Final answer:
In the F2 generation of a cross between an RR and rr pea plant, the frequency of phenotypes is 3 round seeds to 1 wrinkled seed, which is a standard Mendelian 3:1 ratio for a monohybrid cross involving a dominant and recessive allele.
Step-by-step explanation:
The student's question is about genetics and specifically Mendelian inheritance in pea plants. The dominant trait is round seed shape (R), and the recessive trait is wrinkled seed shape (r). When an RR plant (homozygous dominant) is crossed with an rr plant (homozygous recessive), the F1 generation will be all heterozygous (Rr) showing the dominant round seed phenotype. Now, when F1 plants self-pollinate or are crossed among each other, the F2 generation will exhibit a phenotypic ratio of 3 round seeds to 1 wrinkled seed, due to Mendel's principles of segregation and independent assortment.

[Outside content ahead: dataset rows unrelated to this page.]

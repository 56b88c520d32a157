//! libSQL backend: async `Database` trait implementation.
//!
//! Supports local file, in-memory and remote (`libsql://`) databases.

use std::path::Path;
use std::sync::Arc;

use async_trait::async_trait;
use chrono::{DateTime, Utc};
use libsql::{Connection, Database as LibSqlDatabase, params};
use secrecy::{ExposeSecret, SecretString};
use tracing::{debug, info, warn};

use crate::config::DatabaseTarget;
use crate::error::DatabaseError;
use crate::events::TransactionEvent;
use crate::pipeline::types::ClassificationSource;
use crate::store::migrations;
use crate::store::traits::{Database, MerchantRecord, StoredClassification, UnlinkedTransaction};

/// libSQL database backend.
///
/// Stores a single connection that is reused for all operations.
/// `libsql::Connection` is `Send + Sync` and safe for concurrent async use.
pub struct LibSqlBackend {
    /// Held so the database outlives `conn`; never read.
    _db: Arc<LibSqlDatabase>,
    conn: Connection,
}

impl LibSqlBackend {
    /// Open whichever database the configuration points at.
    pub async fn open(target: &DatabaseTarget) -> Result<Self, DatabaseError> {
        match target {
            DatabaseTarget::Local(path) => Self::new_local(path).await,
            DatabaseTarget::Remote { url, auth_token } => {
                Self::new_remote(url, auth_token.clone()).await
            }
        }
    }

    /// Open (or create) a local database file and run migrations.
    pub async fn new_local(path: &Path) -> Result<Self, DatabaseError> {
        if let Some(parent) = path.parent() {
            std::fs::create_dir_all(parent).map_err(|e| {
                DatabaseError::Pool(format!("Failed to create database directory: {e}"))
            })?;
        }

        let db = libsql::Builder::new_local(path)
            .build()
            .await
            .map_err(|e| DatabaseError::Pool(format!("Failed to open libSQL database: {e}")))?;

        let backend = Self::from_database(db)?;
        backend.run_migrations().await?;
        info!(path = %path.display(), "Database opened");
        Ok(backend)
    }

    /// Connect to a remote libSQL server and run migrations.
    pub async fn new_remote(url: &str, auth_token: SecretString) -> Result<Self, DatabaseError> {
        let db = libsql::Builder::new_remote(url.to_string(), auth_token.expose_secret().to_string())
            .build()
            .await
            .map_err(|e| DatabaseError::Pool(format!("Failed to connect to {url}: {e}")))?;

        let backend = Self::from_database(db)?;
        backend.run_migrations().await?;
        info!(%url, "Remote database connected");
        Ok(backend)
    }

    /// Create an in-memory database (for tests).
    pub async fn new_memory() -> Result<Self, DatabaseError> {
        let db = libsql::Builder::new_local(":memory:")
            .build()
            .await
            .map_err(|e| {
                DatabaseError::Pool(format!("Failed to create in-memory database: {e}"))
            })?;

        let backend = Self::from_database(db)?;
        backend.run_migrations().await?;
        Ok(backend)
    }

    fn from_database(db: LibSqlDatabase) -> Result<Self, DatabaseError> {
        let conn = db
            .connect()
            .map_err(|e| DatabaseError::Pool(format!("Failed to create connection: {e}")))?;
        Ok(Self {
            _db: Arc::new(db),
            conn,
        })
    }

    /// Get the connection.
    fn conn(&self) -> &Connection {
        &self.conn
    }

    // ── Reference data and fixtures ─────────────────────────────────
    //
    // Categories, merchants and transactions are owned by other services
    // in production. These writers exist for seeding and tests.

    /// Insert a category, returning its id.
    pub async fn insert_category(&self, key: &str, name: &str) -> Result<i64, DatabaseError> {
        self.query_id(
            "INSERT INTO categories (key, name) VALUES (?1, ?2) RETURNING id",
            params![key, name],
        )
        .await
    }

    /// Insert a merchant, returning its id.
    pub async fn insert_merchant(
        &self,
        key: &str,
        name: &str,
        aliases: &[&str],
    ) -> Result<i64, DatabaseError> {
        let aliases = serde_json::to_string(aliases)
            .map_err(|e| DatabaseError::Serialization(format!("merchant aliases: {e}")))?;
        self.query_id(
            "INSERT INTO merchants (key, name, aliases) VALUES (?1, ?2, ?3) RETURNING id",
            params![key, name, aliases],
        )
        .await
    }

    /// Record a transaction row from an event. Existing rows are left as is.
    pub async fn insert_transaction(&self, event: &TransactionEvent) -> Result<(), DatabaseError> {
        self.conn()
            .execute(
                "INSERT OR IGNORE INTO transactions
                    (id, account_id, user_id, amount, currency, direction, booking_date,
                     description_raw, description_display)
                 VALUES (?1, ?2, ?3, ?4, ?5, ?6, ?7, ?8, ?9)",
                params![
                    event.transaction_id,
                    event.account_id,
                    event.user_id.clone(),
                    event.amount.to_string(),
                    event.currency.clone(),
                    event.direction.as_str(),
                    event.booking_date.to_string(),
                    event.description_raw.clone(),
                    event.description_display.clone()
                ],
            )
            .await
            .map_err(|e| DatabaseError::Query(format!("insert_transaction: {e}")))?;
        Ok(())
    }

    /// Merchant currently linked to a transaction.
    pub async fn transaction_merchant(
        &self,
        transaction_id: i64,
    ) -> Result<Option<i64>, DatabaseError> {
        let mut rows = self
            .conn()
            .query(
                "SELECT merchant_id FROM transactions WHERE id = ?1",
                params![transaction_id],
            )
            .await
            .map_err(|e| DatabaseError::Query(format!("transaction_merchant: {e}")))?;

        match rows.next().await? {
            Some(row) => Ok(row.get::<Option<i64>>(0)?),
            None => Ok(None),
        }
    }

    /// Number of stored classifications.
    pub async fn classification_count(&self) -> Result<i64, DatabaseError> {
        let mut rows = self
            .conn()
            .query("SELECT COUNT(*) FROM transaction_categories", ())
            .await
            .map_err(|e| DatabaseError::Query(format!("classification_count: {e}")))?;
        match rows.next().await? {
            Some(row) => Ok(row.get::<i64>(0)?),
            None => Ok(0),
        }
    }

    async fn query_id(
        &self,
        sql: &str,
        params: impl libsql::params::IntoParams,
    ) -> Result<i64, DatabaseError> {
        let mut rows = self
            .conn()
            .query(sql, params)
            .await
            .map_err(|e| DatabaseError::Query(format!("{sql}: {e}")))?;
        match rows.next().await? {
            Some(row) => Ok(row.get::<i64>(0)?),
            None => Err(DatabaseError::Query(format!("{sql}: no id returned"))),
        }
    }
}

// ── Helper functions ────────────────────────────────────────────────

/// Parse an RFC 3339 or SQLite datetime string into DateTime<Utc>.
fn parse_datetime(s: &str) -> DateTime<Utc> {
    if let Ok(dt) = DateTime::parse_from_rfc3339(s) {
        return dt.with_timezone(&Utc);
    }
    if let Ok(ndt) = chrono::NaiveDateTime::parse_from_str(s, "%Y-%m-%d %H:%M:%S%.f") {
        return ndt.and_utc();
    }
    if let Ok(ndt) = chrono::NaiveDateTime::parse_from_str(s, "%Y-%m-%d %H:%M:%S") {
        return ndt.and_utc();
    }
    DateTime::<Utc>::MIN_UTC
}

/// Map a libsql Row to a MerchantRecord.
///
/// Column order: 0:id, 1:key, 2:name, 3:aliases (JSON array).
fn row_to_merchant(row: &libsql::Row) -> Result<MerchantRecord, DatabaseError> {
    let id: i64 = row.get(0)?;
    let key: String = row.get(1)?;
    let name: String = row.get(2)?;
    let aliases_json: Option<String> = row.get(3)?;

    let aliases = match aliases_json.as_deref() {
        None | Some("") => Vec::new(),
        Some(json) => serde_json::from_str::<Vec<String>>(json).map_err(|e| {
            DatabaseError::Serialization(format!("aliases for merchant {id}: {e}"))
        })?,
    };

    Ok(MerchantRecord {
        id,
        key,
        name,
        aliases,
    })
}

#[async_trait]
impl Database for LibSqlBackend {
    async fn run_migrations(&self) -> Result<(), DatabaseError> {
        migrations::run_migrations(self.conn()).await
    }

    async fn lookup_category_id(&self, key: &str) -> Result<Option<i64>, DatabaseError> {
        let mut rows = self
            .conn()
            .query("SELECT id FROM categories WHERE key = ?1", params![key])
            .await
            .map_err(|e| DatabaseError::Query(format!("lookup_category_id: {e}")))?;

        match rows.next().await? {
            Some(row) => Ok(Some(row.get::<i64>(0)?)),
            None => Ok(None),
        }
    }

    async fn upsert_classification(
        &self,
        transaction_id: i64,
        category_id: i64,
        confidence: f64,
        source: ClassificationSource,
    ) -> Result<(), DatabaseError> {
        self.conn()
            .execute(
                "INSERT INTO transaction_categories (transaction_id, category_id, confidence, source)
                 VALUES (?1, ?2, ?3, ?4)
                 ON CONFLICT (transaction_id) DO UPDATE SET
                    category_id = excluded.category_id,
                    confidence = excluded.confidence,
                    source = excluded.source,
                    updated_at = datetime('now')",
                params![transaction_id, category_id, confidence, source.as_str()],
            )
            .await
            .map_err(|e| DatabaseError::Query(format!("upsert_classification: {e}")))?;

        debug!(tx_id = transaction_id, category_id, %source, "Classification upserted");
        Ok(())
    }

    async fn get_classification(
        &self,
        transaction_id: i64,
    ) -> Result<Option<StoredClassification>, DatabaseError> {
        let mut rows = self
            .conn()
            .query(
                "SELECT transaction_id, category_id, confidence, source, updated_at
                 FROM transaction_categories WHERE transaction_id = ?1",
                params![transaction_id],
            )
            .await
            .map_err(|e| DatabaseError::Query(format!("get_classification: {e}")))?;

        let Some(row) = rows.next().await? else {
            return Ok(None);
        };

        let source_str: String = row.get(3)?;
        let source = source_str
            .parse::<ClassificationSource>()
            .map_err(DatabaseError::Serialization)?;
        let updated_str: String = row.get(4)?;

        Ok(Some(StoredClassification {
            transaction_id: row.get(0)?,
            category_id: row.get(1)?,
            confidence: row.get(2)?,
            source,
            updated_at: parse_datetime(&updated_str),
        }))
    }

    async fn fetch_merchants(&self) -> Result<Vec<MerchantRecord>, DatabaseError> {
        let mut rows = self
            .conn()
            .query("SELECT id, key, name, aliases FROM merchants ORDER BY id", ())
            .await
            .map_err(|e| DatabaseError::Query(format!("fetch_merchants: {e}")))?;

        let mut merchants = Vec::new();
        while let Some(row) = rows.next().await? {
            match row_to_merchant(&row) {
                Ok(m) => merchants.push(m),
                Err(e) => warn!(error = %e, "Skipping unreadable merchant row"),
            }
        }
        Ok(merchants)
    }

    async fn update_transaction_merchant(
        &self,
        transaction_id: i64,
        merchant_id: i64,
    ) -> Result<bool, DatabaseError> {
        let changed = self
            .conn()
            .execute(
                "UPDATE transactions
                 SET merchant_id = ?1, updated_at = datetime('now')
                 WHERE id = ?2 AND (merchant_id IS NULL OR merchant_id <> ?1)",
                params![merchant_id, transaction_id],
            )
            .await
            .map_err(|e| DatabaseError::Query(format!("update_transaction_merchant: {e}")))?;

        Ok(changed > 0)
    }

    async fn fetch_unlinked_transactions(
        &self,
        after_id: i64,
        limit: usize,
    ) -> Result<Vec<UnlinkedTransaction>, DatabaseError> {
        let mut rows = self
            .conn()
            .query(
                "SELECT id, description_raw, description_display
                 FROM transactions
                 WHERE merchant_id IS NULL AND id > ?1
                 ORDER BY id
                 LIMIT ?2",
                params![after_id, limit as i64],
            )
            .await
            .map_err(|e| DatabaseError::Query(format!("fetch_unlinked_transactions: {e}")))?;

        let mut page = Vec::new();
        while let Some(row) = rows.next().await? {
            page.push(UnlinkedTransaction {
                id: row.get(0)?,
                description_raw: row.get(1)?,
                description_display: row.get(2)?,
            });
        }
        Ok(page)
    }

    async fn health_check(&self) -> bool {
        let mut rows = match self.conn().query("SELECT 1", ()).await {
            Ok(rows) => rows,
            Err(e) => {
                warn!(error = %e, "Database health check failed");
                return false;
            }
        };
        match rows.next().await {
            Ok(Some(_)) => true,
            Ok(None) => false,
            Err(e) => {
                warn!(error = %e, "Database health check failed");
                false
            }
        }
    }
}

To find the frequency of the phenotypes in the F2 generation, we use a Punnett square, displaying the possible genotypes of the offspring. The F1 generation (Rr) will produce gametes with R and r alleles in equal frequencies. When crossed, the offspring (F2 generation) genotypes will be 1 RR (round), 2 Rr (round), and 1 rr (wrinkled). Therefore, the phenotypic ratio is indeed 3 round to 1 wrinkled seed.